Spending Money in a Biomedical Lab

What type of biomedical research costs the most? That is an interesting question. With the NIH asking for a 20% cut in everyone's grant, our lab has been looking into who spends what, and where can we cut costs. An interesting number set fell out of this internal audit: how much each postdoc in the lab spends ... and there is an interesting trend.

We have basically 3 types of postdocs:

1) Structure biologists.
2) Biochemists.
3) Cell biologists.

So who do you think spends more money each month?

Structure Biologists. Between all the specialized detergents and many little consumables that they go through, they tend to spend way more than anyone else. I would also add that there is an NMR guy in the lab too, and with all the isotope labelling his reagents are by far the most expensive. Now don't get me wrong, I don't blame them, it's partially the cost of structure biology, it's partially the nature of the projects in our lab.

As for the biochemists, they tend to spend the least, that is if they are not sending samples to the mass-spec. Once they've gone into that phase, the cost of doing research rises sharply.

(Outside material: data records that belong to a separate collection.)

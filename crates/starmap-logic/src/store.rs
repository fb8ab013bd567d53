//! Storage capability used by every generation component.
//!
//! [`GalaxyStore`] is the seam between generation logic and whatever holds
//! the records: SpacetimeDB tables on the server, [`MemoryStore`] in tests
//! and native tools. Batch inserts are all-or-nothing and reject any record
//! whose `(parent, x, y)` is already taken, which is what keeps concurrent
//! populations of the same region from duplicating it.

use std::collections::{BTreeMap, HashSet};
use std::io::{Read, Write};

use serde::{Deserialize, Serialize};

use crate::error::StoreError;
use crate::model::*;

pub trait GalaxyStore {
    fn galaxy(&self, id: u64) -> Option<Galaxy>;
    fn galaxies(&self) -> Vec<Galaxy>;
    fn insert_galaxy(&mut self, galaxy: NewGalaxy) -> Result<Galaxy, StoreError>;

    fn sector(&self, id: u64) -> Option<Sector>;
    fn sectors_in_galaxy(&self, galaxy_id: u64) -> Vec<Sector>;
    fn insert_sectors(&mut self, sectors: Vec<NewSector>) -> Result<usize, StoreError>;

    fn star_system(&self, id: u64) -> Option<StarSystem>;
    fn systems_in_sector(&self, sector_id: u64) -> Vec<StarSystem>;
    fn insert_star_systems(&mut self, systems: Vec<NewStarSystem>) -> Result<usize, StoreError>;

    fn planets_in_system(&self, system_id: u64) -> Vec<Planet>;
    fn insert_planets(&mut self, planets: Vec<NewPlanet>) -> Result<usize, StoreError>;

    fn planet_types(&self) -> Vec<PlanetType>;

    fn planet_type(&self, id: u64) -> Option<PlanetType> {
        self.planet_types().into_iter().find(|t| t.id == id)
    }

    fn system_count(&self, sector_id: u64) -> usize {
        self.systems_in_sector(sector_id).len()
    }

    fn planet_count(&self, system_id: u64) -> usize {
        self.planets_in_system(system_id).len()
    }
}

/// Reject a batch if any `(parent, x, y)` is taken or repeated within the batch.
pub fn check_batch_unique(
    taken: impl IntoIterator<Item = (u64, u32, u32)>,
    batch: impl IntoIterator<Item = (u64, u32, u32)>,
) -> Result<(), StoreError> {
    let mut occupied: HashSet<(u64, u32, u32)> = taken.into_iter().collect();
    for (parent, x, y) in batch {
        if !occupied.insert((parent, x, y)) {
            return Err(StoreError::Conflict { parent, x, y });
        }
    }
    Ok(())
}

/// Version number for snapshot format (increment when format changes)
const SNAPSHOT_VERSION: u32 = 1;

#[derive(Debug, Default, Clone, Serialize, Deserialize)]
struct Tables {
    next_id: u64,
    galaxies: BTreeMap<u64, Galaxy>,
    sectors: BTreeMap<u64, Sector>,
    systems: BTreeMap<u64, StarSystem>,
    planets: BTreeMap<u64, Planet>,
    planet_types: BTreeMap<u64, PlanetType>,
    // parent id -> child ids
    sectors_by_galaxy: BTreeMap<u64, Vec<u64>>,
    systems_by_sector: BTreeMap<u64, Vec<u64>>,
    planets_by_system: BTreeMap<u64, Vec<u64>>,
}

#[derive(Serialize, Deserialize)]
struct Snapshot {
    version: u32,
    tables: Tables,
}

/// In-process store with the same constraints as the server tables.
#[derive(Debug, Default, Clone)]
pub struct MemoryStore {
    tables: Tables,
}

impl MemoryStore {
    pub fn new() -> Self {
        Self::default()
    }

    /// Store pre-seeded with a planet-type catalog. Incoming ids are replaced.
    pub fn with_planet_types(types: Vec<PlanetType>) -> Self {
        let mut store = Self::new();
        store.seed_planet_types(types);
        store
    }

    /// Stand-in for the external catalog seeder.
    pub fn seed_planet_types(&mut self, types: Vec<PlanetType>) {
        for mut planet_type in types {
            planet_type.id = self.alloc_id();
            self.tables.planet_types.insert(planet_type.id, planet_type);
        }
    }

    pub fn total_systems(&self) -> usize {
        self.tables.systems.len()
    }

    pub fn total_planets(&self) -> usize {
        self.tables.planets.len()
    }

    /// Write a versioned bincode snapshot of every table.
    pub fn save<W: Write>(&self, writer: W) -> Result<(), StoreError> {
        let snapshot = Snapshot {
            version: SNAPSHOT_VERSION,
            tables: self.tables.clone(),
        };
        bincode::serialize_into(writer, &snapshot).map_err(|e| StoreError::Snapshot(e.to_string()))
    }

    /// Restore a store written by [`MemoryStore::save`].
    pub fn load<R: Read>(reader: R) -> Result<Self, StoreError> {
        let snapshot: Snapshot =
            bincode::deserialize_from(reader).map_err(|e| StoreError::Snapshot(e.to_string()))?;
        if snapshot.version != SNAPSHOT_VERSION {
            return Err(StoreError::Snapshot(format!(
                "unsupported snapshot version {} (expected {})",
                snapshot.version, SNAPSHOT_VERSION
            )));
        }
        Ok(Self {
            tables: snapshot.tables,
        })
    }

    fn alloc_id(&mut self) -> u64 {
        self.tables.next_id += 1;
        self.tables.next_id
    }

    fn children<T: Clone>(
        index: &BTreeMap<u64, Vec<u64>>,
        rows: &BTreeMap<u64, T>,
        parent: u64,
    ) -> Vec<T> {
        index
            .get(&parent)
            .map(|ids| ids.iter().filter_map(|id| rows.get(id).cloned()).collect())
            .unwrap_or_default()
    }
}

impl GalaxyStore for MemoryStore {
    fn galaxy(&self, id: u64) -> Option<Galaxy> {
        self.tables.galaxies.get(&id).cloned()
    }

    fn galaxies(&self) -> Vec<Galaxy> {
        self.tables.galaxies.values().cloned().collect()
    }

    fn insert_galaxy(&mut self, galaxy: NewGalaxy) -> Result<Galaxy, StoreError> {
        let row = Galaxy {
            id: self.alloc_id(),
            number: galaxy.number,
            group_id: galaxy.group_id,
        };
        self.tables.galaxies.insert(row.id, row.clone());
        Ok(row)
    }

    fn sector(&self, id: u64) -> Option<Sector> {
        self.tables.sectors.get(&id).copied()
    }

    fn sectors_in_galaxy(&self, galaxy_id: u64) -> Vec<Sector> {
        Self::children(
            &self.tables.sectors_by_galaxy,
            &self.tables.sectors,
            galaxy_id,
        )
    }

    fn insert_sectors(&mut self, sectors: Vec<NewSector>) -> Result<usize, StoreError> {
        for s in &sectors {
            if !self.tables.galaxies.contains_key(&s.galaxy_id) {
                return Err(StoreError::MissingParent(s.galaxy_id));
            }
        }
        let taken: Vec<_> = sectors
            .iter()
            .map(|s| s.galaxy_id)
            .collect::<HashSet<_>>()
            .into_iter()
            .flat_map(|g| self.sectors_in_galaxy(g))
            .map(|s| (s.galaxy_id, s.x, s.y))
            .collect();
        check_batch_unique(taken, sectors.iter().map(|s| (s.galaxy_id, s.x, s.y)))?;

        let count = sectors.len();
        for s in sectors {
            let id = self.alloc_id();
            self.tables.sectors.insert(
                id,
                Sector {
                    id,
                    galaxy_id: s.galaxy_id,
                    x: s.x,
                    y: s.y,
                },
            );
            self.tables
                .sectors_by_galaxy
                .entry(s.galaxy_id)
                .or_default()
                .push(id);
        }
        Ok(count)
    }

    fn star_system(&self, id: u64) -> Option<StarSystem> {
        self.tables.systems.get(&id).cloned()
    }

    fn systems_in_sector(&self, sector_id: u64) -> Vec<StarSystem> {
        Self::children(
            &self.tables.systems_by_sector,
            &self.tables.systems,
            sector_id,
        )
    }

    fn system_count(&self, sector_id: u64) -> usize {
        self.tables
            .systems_by_sector
            .get(&sector_id)
            .map_or(0, Vec::len)
    }

    fn insert_star_systems(&mut self, systems: Vec<NewStarSystem>) -> Result<usize, StoreError> {
        for s in &systems {
            if !self.tables.sectors.contains_key(&s.sector_id) {
                return Err(StoreError::MissingParent(s.sector_id));
            }
        }
        let taken: Vec<_> = systems
            .iter()
            .map(|s| s.sector_id)
            .collect::<HashSet<_>>()
            .into_iter()
            .flat_map(|sector| self.systems_in_sector(sector))
            .map(|s| (s.sector_id, s.x, s.y))
            .collect();
        check_batch_unique(taken, systems.iter().map(|s| (s.sector_id, s.x, s.y)))?;

        let count = systems.len();
        for s in systems {
            let id = self.alloc_id();
            self.tables
                .systems_by_sector
                .entry(s.sector_id)
                .or_default()
                .push(id);
            self.tables.systems.insert(
                id,
                StarSystem {
                    id,
                    sector_id: s.sector_id,
                    x: s.x,
                    y: s.y,
                    star_type: s.star_type,
                    star_size: s.star_size,
                    star_color: s.star_color,
                },
            );
        }
        Ok(count)
    }

    fn planets_in_system(&self, system_id: u64) -> Vec<Planet> {
        Self::children(
            &self.tables.planets_by_system,
            &self.tables.planets,
            system_id,
        )
    }

    fn planet_count(&self, system_id: u64) -> usize {
        self.tables
            .planets_by_system
            .get(&system_id)
            .map_or(0, Vec::len)
    }

    fn insert_planets(&mut self, planets: Vec<NewPlanet>) -> Result<usize, StoreError> {
        for p in &planets {
            if !self.tables.systems.contains_key(&p.system_id) {
                return Err(StoreError::MissingParent(p.system_id));
            }
            if !self.tables.planet_types.contains_key(&p.planet_type_id) {
                return Err(StoreError::MissingParent(p.planet_type_id));
            }
        }
        let taken: Vec<_> = planets
            .iter()
            .map(|p| p.system_id)
            .collect::<HashSet<_>>()
            .into_iter()
            .flat_map(|system| self.planets_in_system(system))
            .map(|p| (p.system_id, p.x, p.y))
            .collect();
        check_batch_unique(taken, planets.iter().map(|p| (p.system_id, p.x, p.y)))?;

        let count = planets.len();
        for p in planets {
            let id = self.alloc_id();
            self.tables
                .planets_by_system
                .entry(p.system_id)
                .or_default()
                .push(id);
            self.tables.planets.insert(
                id,
                Planet {
                    id,
                    system_id: p.system_id,
                    planet_type_id: p.planet_type_id,
                    x: p.x,
                    y: p.y,
                },
            );
        }
        Ok(count)
    }

    fn planet_types(&self) -> Vec<PlanetType> {
        self.tables.planet_types.values().cloned().collect()
    }

    fn planet_type(&self, id: u64) -> Option<PlanetType> {
        self.tables.planet_types.get(&id).cloned()
    }
}
//! `GalaxyStore` over the SpacetimeDB tables of the current reducer.
//!
//! Every reducer runs in one transaction, so the check-then-populate
//! sequence in starmap-logic is atomic here. Batch inserts still verify
//! `(parent, x, y)` uniqueness and return an error, which rolls the
//! transaction back.

use crate::tables::*;
use spacetimedb::{ReducerContext, Table};
use starmap_logic::error::StoreError;
use starmap_logic::model as m;
use starmap_logic::store::{check_batch_unique, GalaxyStore};
use starmap_logic::type_tables::StarType;

pub struct DbStore<'a> {
    ctx: &'a ReducerContext,
}

impl<'a> DbStore<'a> {
    pub fn new(ctx: &'a ReducerContext) -> Self {
        Self { ctx }
    }
}

fn galaxy_row(g: Galaxy) -> m::Galaxy {
    m::Galaxy {
        id: g.id,
        number: g.number,
        group_id: g.group_id,
    }
}

fn sector_row(s: Sector) -> m::Sector {
    m::Sector {
        id: s.id,
        galaxy_id: s.galaxy_id,
        x: s.x,
        y: s.y,
    }
}

/// Rows with an unknown star type are corrupt; callers log and drop them.
fn system_row(s: StarSystem) -> Result<m::StarSystem, StoreError> {
    let star_type = StarType::try_from(s.star_type)?;
    Ok(m::StarSystem {
        id: s.id,
        sector_id: s.sector_id,
        x: s.x,
        y: s.y,
        star_type,
        star_size: s.star_size,
        star_color: s.star_color,
    })
}

fn readable_system(s: StarSystem) -> Option<m::StarSystem> {
    let id = s.id;
    system_row(s)
        .map_err(|e| log::error!("Star system {}: {}", id, e))
        .ok()
}

fn planet_row(p: Planet) -> m::Planet {
    m::Planet {
        id: p.id,
        system_id: p.system_id,
        planet_type_id: p.planet_type_id,
        x: p.x,
        y: p.y,
    }
}

fn planet_type_row(t: PlanetType) -> m::PlanetType {
    m::PlanetType {
        id: t.id,
        name: t.name,
        category: t.category,
        habitable: t.habitable,
        mineral_yield: t.mineral_yield,
        energy_yield: t.energy_yield,
        food_yield: t.food_yield,
        research_yield: t.research_yield,
        description: t.description,
    }
}

impl GalaxyStore for DbStore<'_> {
    fn galaxy(&self, id: u64) -> Option<m::Galaxy> {
        self.ctx.db.galaxy().id().find(id).map(galaxy_row)
    }

    fn galaxies(&self) -> Vec<m::Galaxy> {
        self.ctx.db.galaxy().iter().map(galaxy_row).collect()
    }

    fn insert_galaxy(&mut self, galaxy: m::NewGalaxy) -> Result<m::Galaxy, StoreError> {
        let row = self.ctx.db.galaxy().insert(Galaxy {
            id: 0,
            number: galaxy.number,
            group_id: galaxy.group_id,
        });
        Ok(galaxy_row(row))
    }

    fn sector(&self, id: u64) -> Option<m::Sector> {
        self.ctx.db.sector().id().find(id).map(sector_row)
    }

    fn sectors_in_galaxy(&self, galaxy_id: u64) -> Vec<m::Sector> {
        self.ctx
            .db
            .sector()
            .galaxy_id()
            .filter(galaxy_id)
            .map(sector_row)
            .collect()
    }

    fn insert_sectors(&mut self, sectors: Vec<m::NewSector>) -> Result<usize, StoreError> {
        let mut taken = Vec::new();
        let mut parents: Vec<u64> = sectors.iter().map(|s| s.galaxy_id).collect();
        parents.sort_unstable();
        parents.dedup();
        for galaxy_id in parents {
            if self.ctx.db.galaxy().id().find(galaxy_id).is_none() {
                return Err(StoreError::MissingParent(galaxy_id));
            }
            taken.extend(
                self.ctx
                    .db
                    .sector()
                    .galaxy_id()
                    .filter(galaxy_id)
                    .map(|s| (s.galaxy_id, s.x, s.y)),
            );
        }
        check_batch_unique(taken, sectors.iter().map(|s| (s.galaxy_id, s.x, s.y)))?;

        let count = sectors.len();
        for s in sectors {
            self.ctx.db.sector().insert(Sector {
                id: 0,
                galaxy_id: s.galaxy_id,
                x: s.x,
                y: s.y,
            });
        }
        Ok(count)
    }

    fn star_system(&self, id: u64) -> Option<m::StarSystem> {
        self.ctx.db.star_system().id().find(id).and_then(readable_system)
    }

    fn systems_in_sector(&self, sector_id: u64) -> Vec<m::StarSystem> {
        self.ctx
            .db
            .star_system()
            .sector_id()
            .filter(sector_id)
            .filter_map(readable_system)
            .collect()
    }

    fn system_count(&self, sector_id: u64) -> usize {
        self.ctx
            .db
            .star_system()
            .sector_id()
            .filter(sector_id)
            .count()
    }

    fn insert_star_systems(&mut self, systems: Vec<m::NewStarSystem>) -> Result<usize, StoreError> {
        let mut taken = Vec::new();
        let mut parents: Vec<u64> = systems.iter().map(|s| s.sector_id).collect();
        parents.sort_unstable();
        parents.dedup();
        for sector_id in parents {
            if self.ctx.db.sector().id().find(sector_id).is_none() {
                return Err(StoreError::MissingParent(sector_id));
            }
            taken.extend(
                self.ctx
                    .db
                    .star_system()
                    .sector_id()
                    .filter(sector_id)
                    .map(|s| (s.sector_id, s.x, s.y)),
            );
        }
        check_batch_unique(taken, systems.iter().map(|s| (s.sector_id, s.x, s.y)))?;

        let count = systems.len();
        for s in systems {
            self.ctx.db.star_system().insert(StarSystem {
                id: 0,
                sector_id: s.sector_id,
                x: s.x,
                y: s.y,
                star_type: s.star_type as u8,
                star_size: s.star_size,
                star_color: s.star_color,
            });
        }
        Ok(count)
    }

    fn planets_in_system(&self, system_id: u64) -> Vec<m::Planet> {
        self.ctx
            .db
            .planet()
            .system_id()
            .filter(system_id)
            .map(planet_row)
            .collect()
    }

    fn planet_count(&self, system_id: u64) -> usize {
        self.ctx.db.planet().system_id().filter(system_id).count()
    }

    fn insert_planets(&mut self, planets: Vec<m::NewPlanet>) -> Result<usize, StoreError> {
        let mut taken = Vec::new();
        let mut parents: Vec<u64> = planets.iter().map(|p| p.system_id).collect();
        parents.sort_unstable();
        parents.dedup();
        for system_id in parents {
            if self.ctx.db.star_system().id().find(system_id).is_none() {
                return Err(StoreError::MissingParent(system_id));
            }
            taken.extend(
                self.ctx
                    .db
                    .planet()
                    .system_id()
                    .filter(system_id)
                    .map(|p| (p.system_id, p.x, p.y)),
            );
        }
        check_batch_unique(taken, planets.iter().map(|p| (p.system_id, p.x, p.y)))?;

        let count = planets.len();
        for p in planets {
            self.ctx.db.planet().insert(Planet {
                id: 0,
                system_id: p.system_id,
                planet_type_id: p.planet_type_id,
                x: p.x,
                y: p.y,
            });
        }
        Ok(count)
    }

    fn planet_types(&self) -> Vec<m::PlanetType> {
        self.ctx.db.planet_type().iter().map(planet_type_row).collect()
    }

    fn planet_type(&self, id: u64) -> Option<m::PlanetType> {
        self.ctx.db.planet_type().id().find(id).map(planet_type_row)
    }
}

Then there are the cell biologists. With the tissue-culture hood upkeep, it does cost a bit more than the biochemists, but only if the biochemists don't use pre-cast gels. (I run some gels but not as many as the typical biochemist in our lab). In many ways we cell biologists have the biggest startup costs: microscopes, tissue-culture hoods, microinjection setups, needle pullers etc. But once all those items are purchased, it doesn't cost much to keep experimenting. Biochemists and structure biologists also tend to have high statup costs, but this tends to involve the ultra-centrifuge. And then there are things that we all use (PCR machines, table-top centrifuges, SDS-PAGE setups ...) In many cases, you can lower your costs by sharing big equipment with other labs. In my case, I got the department to house and pay for the maintenance and upgrade of the microscope and injection apparatus. Moreover I use another lab's needle puller. So over all I calculated that I don't tend to spend much over an average month.

Ideally we should be spending about 1000$/postdoc per month, right now we're over 1500$ (I personally am probably

OK I should go back to today's "money-down-the-drain" experiments.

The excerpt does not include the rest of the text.